We might also consider how the colder winters are affecting annual CET means. The graph provided by the Met Office shows that years below the long-term mean are now rare, 2010 being the only one so far of the third millennium:
2012 wasn’t far off, though, and a glance at the data (in the big picture, above), shows that it would have been below average but for March, which was 2.6C above the mean for the month. It therefore seems there is a good chance of the year April 2012 through March 2013 being cooler than the long-term or pre-global warming mean, which is worth at least a footnote in the interesting weather records of the 2010s. Watch this space!

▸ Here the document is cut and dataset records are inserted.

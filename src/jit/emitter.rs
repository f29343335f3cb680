//! Copy-call emission.
//!
//! `CopyEmitter` is the seam between the bucket walk and the instruction
//! encoding: the walk decides offsets, the emitter decides bytes.

use log::trace;

use super::codebuf::CodeBuffer;
use super::x86_64::{Reg, X86_64Assembler};
use crate::classify::Classification;

/// Encodes the three parts of a sort routine.
pub trait CopyEmitter {
    /// Save callee-saved registers, call `alloc(total_bytes)` and keep the
    /// returned base in a register that survives the copy calls.
    fn prologue(&mut self, total_bytes: u64, alloc_addr: u64);

    /// Copy `len` bytes from `src_addr` to `base + dest_offset` by calling
    /// the primitive at `copy_addr`.
    fn copy_group(&mut self, dest_offset: u64, src_addr: u64, len: u64, copy_addr: u64);

    /// Return the output base and restore the saved registers.
    fn epilogue(&mut self);
}

/// Summary of an emitted body.
#[derive(Debug, Clone, Copy, Default, PartialEq, Eq)]
pub struct BodyStats {
    pub groups: usize,
    pub bytes_copied: u64,
}

/// Emit one copy group per bucketed element, ascending key then input order.
pub fn emit_body<E: CopyEmitter>(
    emitter: &mut E,
    classification: &Classification,
    copy_addr: u64,
) -> BodyStats {
    let mut dest = 0u64;
    let mut groups = 0usize;

    for element in classification.bucket_order() {
        trace!(
            "group {}: key={} len={} src={:p} dest+{}",
            groups, element.key, element.len, element.addr, dest
        );
        emitter.copy_group(dest, element.addr as usize as u64, element.len as u64, copy_addr);
        dest += element.len as u64;
        groups += 1;
    }

    BodyStats {
        groups,
        bytes_copied: dest,
    }
}

/// Label bound at the start of the epilogue.
const EPILOGUE_LABEL: &str = "epilogue";

/// System V x86-64 encoding.
///
/// Register use: r12 holds the output base for the whole routine, r13 is the
/// destination cursor (offsets are baked into each group), rdi/rsi/rdx/rax
/// are argument and call-target scratch. A null base from the allocation
/// primitive skips every copy group and is returned as is.
pub struct X86_64CopyEmitter<'a> {
    asm: X86_64Assembler<'a>,
}

impl<'a> X86_64CopyEmitter<'a> {
    /// Bytes emitted by `prologue`.
    pub const PROLOGUE_LEN: usize = 53;
    /// Bytes emitted by `epilogue`.
    pub const EPILOGUE_LEN: usize = 14;
    /// Upper bound on the bytes emitted by one `copy_group`.
    pub const MAX_GROUP_LEN: usize = 48;

    pub fn new(buf: &'a mut CodeBuffer) -> Self {
        Self {
            asm: X86_64Assembler::new(buf),
        }
    }

    /// Capacity hint for a routine with `groups` copy groups.
    pub fn estimate_len(groups: usize) -> usize {
        Self::PROLOGUE_LEN + groups * Self::MAX_GROUP_LEN + Self::EPILOGUE_LEN
    }
}

impl CopyEmitter for X86_64CopyEmitter<'_> {
    fn prologue(&mut self, total_bytes: u64, alloc_addr: u64) {
        let asm = &mut self.asm;
        asm.push(Reg::Rbp);
        asm.mov_rr(Reg::Rbp, Reg::Rsp);
        asm.push(Reg::Rbx);
        asm.push(Reg::R12);
        asm.push(Reg::R13);
        // Four pushes plus the return address leave rsp 8 bytes off a
        // 16-byte boundary at every call below.
        asm.sub_ri32(Reg::Rsp, 8);

        asm.mov_ri64(Reg::Rdi, total_bytes);
        asm.mov_ri64(Reg::Rax, alloc_addr);
        asm.call_r(Reg::Rax);
        asm.mov_rr(Reg::R12, Reg::Rax);
        asm.test_rr(Reg::Rax, Reg::Rax);
        asm.je_label(EPILOGUE_LABEL);

        asm.mov_r32_i32(Reg::R13, 0);
    }

    fn copy_group(&mut self, dest_offset: u64, src_addr: u64, len: u64, copy_addr: u64) {
        let asm = &mut self.asm;
        asm.mov_rr(Reg::Rdi, Reg::R12);
        if dest_offset != 0 {
            match i32::try_from(dest_offset) {
                Ok(imm) => asm.add_ri32(Reg::Rdi, imm),
                Err(_) => {
                    asm.mov_ri64(Reg::Rax, dest_offset);
                    asm.add_rr(Reg::Rdi, Reg::Rax);
                }
            }
        }
        asm.mov_ri64(Reg::Rsi, src_addr);
        asm.mov_ri64(Reg::Rdx, len);
        asm.mov_ri64(Reg::Rax, copy_addr);
        asm.call_r(Reg::Rax);
    }

    fn epilogue(&mut self) {
        let asm = &mut self.asm;
        asm.bind(EPILOGUE_LABEL);
        asm.add_ri32(Reg::Rsp, 8);
        asm.mov_rr(Reg::Rax, Reg::R12);
        asm.pop(Reg::R13);
        asm.pop(Reg::R12);
        asm.pop(Reg::Rbx);
        asm.pop(Reg::Rbp);
        asm.ret();
    }
}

My previous post on weather/climate called 2012 as not the warmest year in the CET. This was as early as last July, which was bold of me. The reason the record is significant is that climate change sceptics expect each year to be warmer than the last. Such an expectation is unwarranted, of course, but nevertheless a record year, albeit only in the CET, might shut them up for a while. Last year I remember thinking in mid-Feb that the record might not be on, since a cold snap had more than offset January (1.6C above the mean) so that the year as a whole was at the mean. If the rest of February had been even average, it would have meant the average for the rest of the year would have had to have been 1.6C above the mean in order to break the record, which seems less likely than the whole 12 months being 1.35C above. But one of those mild spells in the second half of February offset the cold spell in the first half. With that in mind, it’s too early to start saying the record is unlikely this year. This is what the Met Office are currently saying:
“The highest annual mean CET ever recorded was 10.82 which is 1.35 higher than normal. To beat this record the anomaly must be higher than 1.53 for the remainder of the year.”